Monday, July 25, 2011

2011 TdF reflections

Being introduced to bike racing and watching the Tour since the pre-EPO fueled late 80s, I have seen many exciting editions over the last 25 years. I have a few favorites over the decades. 1995 was the first year that I started racing, and my favorite riders Jalabert, Indurian, the ONCE team, Chris Boardman were prominent in that Tour. 1998 was Pantani the climber vs. Ullrich the time trialer. In that year, the climber prevailed in dramatic fashion on the rain soaked roads toward Les Duex Alpes and gained an incredible 9 minutes on the yellow jersey of Ullrich. In 1999, I fell for the “American’s Comeback” hook, line, and sinker. In 2003, my wife and I went to FrancQhe for a few weeks and saw the Tour in person. I rooted for Jan Ullrich who was making his own comeback after a suspension for “social” rather than “performance enhancing” drugs. In 2005, another trip to Paris was taken, and I heard the famous “Believe in me” speech on the Champs Elysees. In 2006, I blogged about and cheered for Floyd Landis. 2007 found a doped up Chicken getting tossed out and a steak eating Spainard winning. 2008 found a patient team player in Carlos Sastre finally prevailing. 2009 was full of Astana team infighting. The strongest rider won after being attacked not by his rivals but internally by his team. The 2010 edition may well be the most interesting for its importance to the 2011 edition. 2010 was marked by uncharacteristic falls and perhaps the penultimate fall from cycling grace of the seven time Tour winner Armstrong. His final fall may still come but not on the roads of France but in an American courtroom. The 2010 edition may well have paved the way for the cleanest Tour seen in many years.

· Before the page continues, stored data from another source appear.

pub mod catalog;
pub mod cli;
pub mod commands;
pub mod config;
pub mod context;
pub mod error;
pub mod lifecycle;
pub mod llm;
pub mod oracle;
pub mod render;
pub mod store;
pub mod types;

// Re-export commonly used types
pub use config::Config;
pub use context::Workshop;
pub use error::{AutopreneurError, CoreResult};
use anyhow::Result;
use async_trait::async_trait;

use super::ContentGenerator;
use super::prompts::content_system_prompt;
use crate::catalog::ProductType;
use crate::llm::client::LLMClient;
use crate::types::Payload;

/// 产品内容生成Agent
pub struct BuilderAgent {
    llm_client: LLMClient,
}

impl BuilderAgent {
    pub fn new(llm_client: LLMClient) -> Self {
        Self { llm_client }
    }
}

#[async_trait]
impl ContentGenerator for BuilderAgent {
    async fn generate(&self, topic: &str, product_type: ProductType) -> Result<Payload> {
        println!("🔨 BuilderAgent: generating {}...", product_type);
        let system_prompt = content_system_prompt(product_type);
        let user_prompt = format!("Create {} for: {}", product_type.as_str().replace('_', " "), topic);

        self.llm_client
            .prompt_json(
                &system_prompt,
                &user_prompt,
                self.llm_client.config().content_temperature,
            )
            .await
    }
}
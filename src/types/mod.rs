pub mod product;
pub mod signal;

pub use product::{ArtifactKind, ArtifactSet, Product};
pub use signal::{Signal, SignalStatus};

/// 内容生成返回的结构化数据（顶层必须是JSON对象）
pub type Payload = serde_json::Map<String, serde_json::Value>;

The 2011 Tour de France was suspenseful, action-packed, and mildly disappointing. Being disappointed by this year’s Tour tells me several things.

I am a hypocrite. I want clean racing, and I want to root for honest riders, but I want action and dramatic racing. My favorite tours were all ones where doping was rampant. What we saw back then was not what we thought we saw. A climber making an attack and riding away from the field like the field was a group of tourists not professional men was not real racing. Pantani in 1998 was pumped up on performance enhancing drugs. His attacks were brought to you by a pharmaceutical company. ONCE was not a clean team. The 1999 comeback was sponsored by EPO. All those favorite races were won by riders who most likely would not pass the 2011 dope tests at this year’s Tour.

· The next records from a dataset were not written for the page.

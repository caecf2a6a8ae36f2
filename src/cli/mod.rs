use anyhow::{Context, Result};
use clap::{Parser, Subcommand, ValueEnum};
use std::path::PathBuf;

use crate::config::{Config, DEFAULT_CONFIG_FILE, LLMProvider};

/// Autopreneur - 由Rust与AI驱动的数字产品工坊
#[derive(Parser, Debug)]
#[command(name = "autopreneur")]
#[command(
    about = "Researches market topics into scored signals and assembles the best ones into digital products (HTML, PDF, CSV and JSON)."
)]
#[command(version)]
pub struct Args {
    #[command(subcommand)]
    pub command: Command,

    /// 配置文件路径
    #[arg(short, long, global = true)]
    pub config: Option<PathBuf>,

    /// 是否启用详细日志
    #[arg(short, long, global = true)]
    pub verbose: bool,

    /// LLM Provider (openai, deepseek, anthropic, ollama)
    #[arg(long, global = true)]
    pub llm_provider: Option<String>,

    /// LLM API KEY
    #[arg(long, global = true)]
    pub llm_api_key: Option<String>,

    /// LLM API基地址
    #[arg(long, global = true)]
    pub llm_api_base_url: Option<String>,

    /// 模型名称
    #[arg(long, global = true)]
    pub model: Option<String>,

    /// 单次模型调用超时（秒）
    #[arg(long, global = true)]
    pub timeout_seconds: Option<u64>,

    /// 评分无法解析时的兜底分数
    #[arg(long, global = true, value_parser = clap::value_parser!(u8).range(0..=100))]
    pub score_fallback: Option<u8>,

    /// 不生成PDF
    #[arg(long, global = true)]
    pub no_pdf: bool,
}

#[derive(Subcommand, Debug, Clone, PartialEq, Eq)]
pub enum Command {
    /// 调研主题并保存为新信号
    Scan {
        /// 调研主题，例如 "kalender konten ramadan untuk toko muslim"
        #[arg(required = true, num_args = 1..)]
        topic: Vec<String>,
    },

    /// 选择一个 `new` 信号并组装成产品
    Generate {
        /// 产品类型，默认 caption_bank（同时导出CSV）
        #[arg(short = 't', long, default_value = "caption_bank")]
        product_type: String,

        /// 按 `list signals` 中 `new` 信号的序号（1起始）手动选择；缺省时自动选择最高分
        #[arg(short, long)]
        pick: Option<usize>,
    },

    /// 列出信号或产品
    List {
        #[arg(value_enum, default_value_t = ListTarget::Signals)]
        target: ListTarget,
    },

    /// 各状态数量统计
    Status,

    /// 查看信号的调研报告
    Report { signal_id: String },

    /// 列出所有产品类型与套装
    Types,

    /// 把 `failed` 信号恢复为 `new`
    Reset { signal_id: String },

    /// 检查数据库一致性
    Check,
}

#[derive(ValueEnum, Debug, Clone, Copy, PartialEq, Eq)]
pub enum ListTarget {
    Signals,
    Products,
}

impl Args {
    /// 将CLI参数转换为配置
    pub fn into_config(self) -> Result<(Config, Command)> {
        let mut config = match &self.config {
            // 显式指定的配置文件必须可读
            Some(config_path) => Config::from_file(config_path)
                .context(format!("Failed to load config file {}", config_path.display()))?,
            None => {
                let default_config_path = std::env::current_dir()
                    .unwrap_or_else(|_| PathBuf::from("."))
                    .join(DEFAULT_CONFIG_FILE);

                if default_config_path.exists() {
                    Config::from_file(&default_config_path).context(format!(
                        "Failed to load default config file {}",
                        default_config_path.display()
                    ))?
                } else {
                    Config::default()
                }
            }
        };

        // 覆盖LLM配置
        if let Some(provider_str) = self.llm_provider {
            match provider_str.parse::<LLMProvider>() {
                Ok(provider) => config.llm.provider = provider,
                Err(_) => eprintln!(
                    "⚠️ Warning: unknown provider {}, keeping {}",
                    provider_str, config.llm.provider
                ),
            }
        }
        if let Some(llm_api_base_url) = self.llm_api_base_url {
            config.llm.api_base_url = llm_api_base_url;
        }
        if let Some(llm_api_key) = self.llm_api_key {
            config.llm.api_key = llm_api_key;
        }
        if let Some(model) = self.model {
            config.llm.model = model;
        }
        if let Some(timeout_seconds) = self.timeout_seconds {
            config.llm.timeout_seconds = timeout_seconds;
        }

        if let Some(score_fallback) = self.score_fallback {
            config.score_fallback = score_fallback;
        }
        if self.no_pdf {
            config.pdf.enabled = false;
        }
        config.verbose = config.verbose || self.verbose;

        Ok((config, self.command))
    }
}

Clean racing will not look like not doped racing. It will look different. This year’s race showed riders racing like mortals not cycling gods. They attacked, they fatigued, and they were not slaying their rivals effortlessly. (An exception may be The God of Thunder +2.) The racing may not have been as aggressive as years prior, but it still had its drama. Gerard Vroomen the founder of Cervelo said this about Cadel, “he may not have been the attacker, but he was active”. That’s an accurate description of this year’s winner. When Cadel needed aggression, he found it. On several occasions, he had only himself to rely on, and he tirelessly worked alone to save his chances for a Tour win. He pulled back minutes from Andy Schleck on the Galibier. On the road to Alpe d’Huez and after a mechanical dropped him from the lead group, he dragged himself back up to the leaders at the bottom of the final climb. In this Tour, Cadel did not make a mistake and avoided crashes which had plagued him in other Tours. And finally, to win the yellow jersey, he rode the perfect time trial. As Edward Pickering of Cycle Sport wrote: “First the peloton needed to learn to race clean. Once it did, it needed to learn to race.” Whether this was as a clean a Tour as it seemed based on mountain climb times and fewer superhuman efforts, only time and the results of the drug tests will tell.

Finally, I learned what I already knew about my love of sport. It is an extension of myself. My disappointment was a result of identification. Sometimes, we identify with people who are not like us and who have traits that we admire but do not quite possess. Other times, we identify with people who have traits that we have or feel like we have. These may not be traits that we are proud of, but we know we have them. When we identify with the latter, there is passion for the outcome. We might feel really happy or extremely sad depending on the outcome.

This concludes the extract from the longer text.